The specialised pump was commissioned to help ease Makhanda’s ongoing water shortages. But instead of being installed at the Howieson’s Poort pumping station, it has been gathering dust since early 2023 because it has never been fully paid for.
The manufacturer says the equipment is fully built and ready to use but won’t leave the premises until the outstanding bill is settled. What was meant to be a lifeline for residents has instead become a frustrating fixture in the factory, the subject of jokes among staff.
Municipal records show that officials believed the pump had been paid for but not delivered. A senior manager was later dismissed over irregular payments related to the project. Activists have since laid charges of fraud and corruption against local leadership, accusing them of failing to recover the municipality’s losses.
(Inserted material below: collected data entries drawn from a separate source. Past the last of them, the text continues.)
//! Ledger commands - record transactions and track the gold position

use crate::ledger::{compute_position, Ledger, PositionSummary, Transaction, TxKind};
use crate::store::{self, KeyValueStore};
use crate::utils;
use anyhow::{anyhow, bail};
use chrono::{Local, NaiveDate, Utc};
use clap::{Args, Subcommand, ValueEnum};
use rust_decimal::Decimal;
use serde::Serialize;
use std::io;
use tabled::{
    settings::{object::Rows, Alignment, Modify, Style},
    Table, Tabled,
};

#[derive(Subcommand, Debug)]
pub enum LedgerCommand {
    /// Record a buy or sell (pass --id to edit an existing record in place)
    Add(AddCommand),
    /// List recorded transactions
    List(ListCommand),
    /// Delete a transaction by id
    Delete(DeleteCommand),
    /// Show the current position against the market price
    Position(PositionCommand),
    /// Write the transaction list as CSV to stdout
    Export,
}

impl LedgerCommand {
    pub fn exec(&self, store: &dyn KeyValueStore) -> anyhow::Result<()> {
        match self {
            LedgerCommand::Add(cmd) => cmd.exec(store),
            LedgerCommand::List(cmd) => cmd.exec(store),
            LedgerCommand::Delete(cmd) => cmd.exec(store),
            LedgerCommand::Position(cmd) => cmd.exec(store),
            LedgerCommand::Export => export(store),
        }
    }
}

#[derive(Debug, Clone, Copy, ValueEnum)]
pub enum KindArg {
    Buy,
    Sell,
}

impl From<KindArg> for TxKind {
    fn from(arg: KindArg) -> Self {
        match arg {
            KindArg::Buy => TxKind::Buy,
            KindArg::Sell => TxKind::Sell,
        }
    }
}

#[derive(Args, Debug)]
pub struct AddCommand {
    /// Transaction kind
    #[arg(short, long, value_enum)]
    kind: KindArg,

    /// Unit price (currency per gram)
    #[arg(short, long)]
    price: Decimal,

    /// Total amount spent (buy) or received (sell)
    #[arg(short, long)]
    amount: Decimal,

    /// Transaction date (defaults to today)
    #[arg(short, long)]
    date: Option<NaiveDate>,

    /// Id of an existing transaction to replace in place
    #[arg(long)]
    id: Option<String>,
}

impl AddCommand {
    fn exec(&self, store: &dyn KeyValueStore) -> anyhow::Result<()> {
        let mut ledger = Ledger::from_transactions(store::load_transactions(store)?);
        let id = self
            .id
            .clone()
            .unwrap_or_else(|| Utc::now().timestamp_millis().to_string());
        let date = self.date.unwrap_or_else(|| Local::now().date_naive());

        let tx = ledger
            .add(id, self.kind.into(), self.price, self.amount, date)?
            .clone();
        store::save_transactions(store, ledger.transactions())?;

        match (tx.realized_profit, tx.realized_profit_percent) {
            (Some(profit), Some(percent)) => println!(
                "Recorded sell {}: {}g at {}/g, realized P/L {} ({}%)",
                tx.id,
                format_quantity(tx.quantity),
                format_amount(tx.unit_price),
                format_signed(profit),
                format_signed(percent.round_dp(2))
            ),
            _ => println!(
                "Recorded buy {}: {}g at {}/g for {}",
                tx.id,
                format_quantity(tx.quantity),
                format_amount(tx.unit_price),
                format_amount(tx.amount)
            ),
        }
        Ok(())
    }
}

#[derive(Args, Debug)]
pub struct ListCommand {
    /// Output as JSON instead of a formatted table
    #[arg(long)]
    json: bool,
}

impl ListCommand {
    fn exec(&self, store: &dyn KeyValueStore) -> anyhow::Result<()> {
        let transactions = store::load_transactions(store)?;

        if self.json {
            println!("{}", serde_json::to_string_pretty(&transactions)?);
            return Ok(());
        }

        if transactions.is_empty() {
            println!("No transactions recorded");
            return Ok(());
        }

        let rows: Vec<TransactionRow> = transactions.iter().map(TransactionRow::from).collect();
        let table = Table::new(rows)
            .with(Style::rounded())
            .with(Modify::new(Rows::new(1..)).with(Alignment::right()))
            .to_string();
        println!("{}", table);
        Ok(())
    }
}

#[derive(Args, Debug)]
pub struct DeleteCommand {
    /// Id of the transaction to delete
    #[arg(long)]
    id: String,
}

impl DeleteCommand {
    fn exec(&self, store: &dyn KeyValueStore) -> anyhow::Result<()> {
        let mut ledger = Ledger::from_transactions(store::load_transactions(store)?);
        if !ledger.remove(&self.id) {
            bail!("no transaction with id {}", self.id);
        }
        store::save_transactions(store, ledger.transactions())?;
        println!("Deleted transaction {}", self.id);
        Ok(())
    }
}

#[derive(Args, Debug)]
pub struct PositionCommand {
    /// Market price (currency per gram); persisted for later runs
    #[arg(short, long)]
    price: Option<Decimal>,

    /// Output as JSON instead of formatted text
    #[arg(long)]
    json: bool,
}

impl PositionCommand {
    fn exec(&self, store: &dyn KeyValueStore) -> anyhow::Result<()> {
        let transactions = store::load_transactions(store)?;
        let current_price = match self.price {
            Some(price) => {
                store::save_current_price(store, price)?;
                price
            }
            None => store::load_current_price(store)?
                .ok_or_else(|| anyhow!("no market price stored; pass --price"))?,
        };

        let position = compute_position(&transactions, current_price);

        if self.json {
            println!(
                "{}",
                serde_json::to_string_pretty(&rounded_view(&position))?
            );
            return Ok(());
        }

        println!();
        println!("POSITION (market price {}/g)", format_amount(current_price));
        println!();
        println!("  Holding: {} g", format_quantity(position.total_quantity));
        println!(
            "  Total cost: {} | Average cost: {}/g",
            format_amount(position.total_cost),
            format_amount(position.average_cost)
        );
        println!(
            "  Market value: {} | P/L: {} ({}%)",
            format_amount(position.current_value),
            format_signed(position.profit.round_dp(2)),
            format_signed(position.profit_percent.round_dp(2))
        );
        println!();
        Ok(())
    }
}

fn export(store: &dyn KeyValueStore) -> anyhow::Result<()> {
    let transactions = store::load_transactions(store)?;
    let records: Vec<TransactionCsvRecord> =
        transactions.iter().map(TransactionCsvRecord::from).collect();
    utils::write_csv(records, io::stdout())
}

/// Presentation rounding only: 2 dp for currency, 4 dp for grams.
fn rounded_view(position: &PositionSummary) -> PositionSummary {
    PositionSummary {
        total_quantity: position.total_quantity.round_dp(4),
        total_cost: position.total_cost.round_dp(2),
        average_cost: position.average_cost.round_dp(2),
        current_value: position.current_value.round_dp(2),
        profit: position.profit.round_dp(2),
        profit_percent: position.profit_percent.round_dp(2),
    }
}

#[derive(Debug, Clone, Tabled)]
struct TransactionRow {
    #[tabled(rename = "Id")]
    id: String,
    #[tabled(rename = "Kind")]
    kind: String,
    #[tabled(rename = "Price")]
    price: String,
    #[tabled(rename = "Amount")]
    amount: String,
    #[tabled(rename = "Quantity (g)")]
    quantity: String,
    #[tabled(rename = "Date")]
    date: String,
    #[tabled(rename = "Realized P/L")]
    realized_profit: String,
    #[tabled(rename = "P/L %")]
    realized_profit_percent: String,
}

impl From<&Transaction> for TransactionRow {
    fn from(tx: &Transaction) -> Self {
        TransactionRow {
            id: tx.id.clone(),
            kind: kind_name(tx.kind).to_string(),
            price: format_amount(tx.unit_price),
            amount: format_amount(tx.amount),
            quantity: format_quantity(tx.quantity),
            date: tx.date.format("%Y-%m-%d").to_string(),
            realized_profit: tx
                .realized_profit
                .map(format_signed)
                .unwrap_or_else(|| "-".to_string()),
            realized_profit_percent: tx
                .realized_profit_percent
                .map(|p| format_signed(p.round_dp(2)))
                .unwrap_or_else(|| "-".to_string()),
        }
    }
}

/// CSV record for ledger export
#[derive(Debug, Serialize)]
struct TransactionCsvRecord {
    id: String,
    kind: String,
    price: String,
    amount: String,
    quantity: String,
    date: String,
    realized_profit: String,
    realized_profit_percent: String,
}

impl From<&Transaction> for TransactionCsvRecord {
    fn from(tx: &Transaction) -> Self {
        TransactionCsvRecord {
            id: tx.id.clone(),
            kind: kind_name(tx.kind).to_string(),
            price: tx.unit_price.to_string(),
            amount: tx.amount.to_string(),
            quantity: tx.quantity.round_dp(4).to_string(),
            date: tx.date.format("%Y-%m-%d").to_string(),
            realized_profit: tx
                .realized_profit
                .map(|p| p.round_dp(2).to_string())
                .unwrap_or_default(),
            realized_profit_percent: tx
                .realized_profit_percent
                .map(|p| p.round_dp(2).to_string())
                .unwrap_or_default(),
        }
    }
}

fn kind_name(kind: TxKind) -> &'static str {
    match kind {
        TxKind::Buy => "buy",
        TxKind::Sell => "sell",
    }
}

fn format_amount(amount: Decimal) -> String {
    format!("{:.2}", amount)
}

fn format_signed(amount: Decimal) -> String {
    if amount < Decimal::ZERO {
        format!("{:.2}", amount)
    } else {
        format!("+{:.2}", amount)
    }
}

fn format_quantity(qty: Decimal) -> String {
    format!("{:.4}", qty)
}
Meanwhile, Makhanda’s water crisis has continued. In the months leading up to the tender for this pump, the town suffered more than 100 outages. The Howieson’s Poort station, which supplies water to homes, hospitals, the prison, and the university, has long operated with just one functioning pump—leaving it highly vulnerable to breakdowns.
The situation is not unique to this pump. Other critical equipment sent out for repairs is still sitting in workshops because the municipality hasn’t paid the bills, leaving the water infrastructure fragile and residents at risk of prolonged shortages.
For now, the so-called “missing” pump remains far from Makhanda’s taps—visible to anyone visiting the Benoni factory, but out of reach for the community that needs it most.